Non c’è alcun dubbio che il 1973 sia proprio il suo anno
Si è riempita di gloria e sta diventando ricca. Non è dunque un problema offrire un pernottamento in albergo a tutta la sua band. L’hanno accompagnata lungo tutto il concerto, “siete stanchi, che bisogno c’è di ritornare a casa, è notte fonda” – dice ai ragazzi – “vi ho prenotato un alberghetto qui vicino, è già tutto pagato”. Il gruppo decide invece di proseguire il viaggio. Il fato, la stanchezza, quella notte accade una tragedia. Un incidente terribile che non lascia scampo ai componenti della band. Già dai giorni seguenti, sulla sua persona cominciano a circolare allusioni inquietanti. La voce secondo cui Mia porti sfortuna diventa endemica perché la calunnia comincia ad ingrandirsi di bocca in bocca.
Nel 1976 la stella di Mia si offusca di colpo e nessuno desidera più lavorare con lei
Anche alla Rai, dove non si muove una paglia senza che Gianni Boncompagni dica prima la sua.
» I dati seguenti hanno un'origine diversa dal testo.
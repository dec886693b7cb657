mod encoding;
mod wbaes_enc;
mod wbaes_gen;
mod wbaes_tables;

pub use encoding::*;
pub use wbaes_enc::*;
pub use wbaes_gen::*;
pub use wbaes_tables::*;

#[cfg(test)]
mod tests;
Non è soltanto il partner artistico di Renzo Arbore ma riveste – probabilmente – il ruolo di più autorevole opinion leader musicale della sua epoca. Poco prima dell’inizio della registrazione di una puntata di Discoring, Boncompagni apostrofa la cantante in maniera inequivocabile: “ma che ce sta’ Mia Martini a prova’ oggi pomeriggio? In campana, con lei po’ succede de tutto’’ – biascica velocemente nel suo accento da toscano romanizzato – possono piglia’ foco li microfoni, po’ capita’ pure ‘n blackout”. I truccatori hanno finito con lieve anticipo, Mia è uscita dal camerino e si trova a passare dietro una tenda, in attesa di iniziare a cantare. Seminascosta, ascolta involontariamente la frase del suo – ormai – ex amico.
Da quel giorno non sarà più la stessa
Pubblicherà diversi 33 giri e ben undici singoli, nessuno dei quali arriverà in testa alle classifiche dei 45 giri. Allontanata dalla TV, ignorata dalla Stampa, è divenuta una cantante senza più appeal. Il suo volto, le sue canzoni, all’improvviso suonano cupe e pessimiste. È superata in popolarità da Loredana Bertè, la sorella più giovane che risulta essere più scafata, più sexy, più spregiudicata, più tutto.
Preparatevi a fare un salto in avanti di quarant’anni, alla primavera del 2017:
Francesco De Gregori sta per aprire una stanza restata chiusa per troppo tempo. Un De Gregori molto lontano dai cliché con i quali siamo abituati a conoscerlo. Certamente suggestionato dalle emozionanti scene del film su Mia Martini, è incalzato da un giornalista che riesce a sorprenderlo in un attimo di debolezza. Racconta un fatto risalente al 1977: durante una cena aziendale – uno di quegli eventi organizzati dalle case discografiche per celebrare i successi commerciali – la scorge seduta in un angolo, con almeno tre sedie vuote, sia sulla destra che sulla sinistra. D’istinto le si siede accanto. De Gregori non aggiunge altro ma ormai l’obiettivo dei Media – e dei produttori della Rai che hanno investito nel film – è quello di creare una storia nella storia, all’interno della quale inserire un lieto fine.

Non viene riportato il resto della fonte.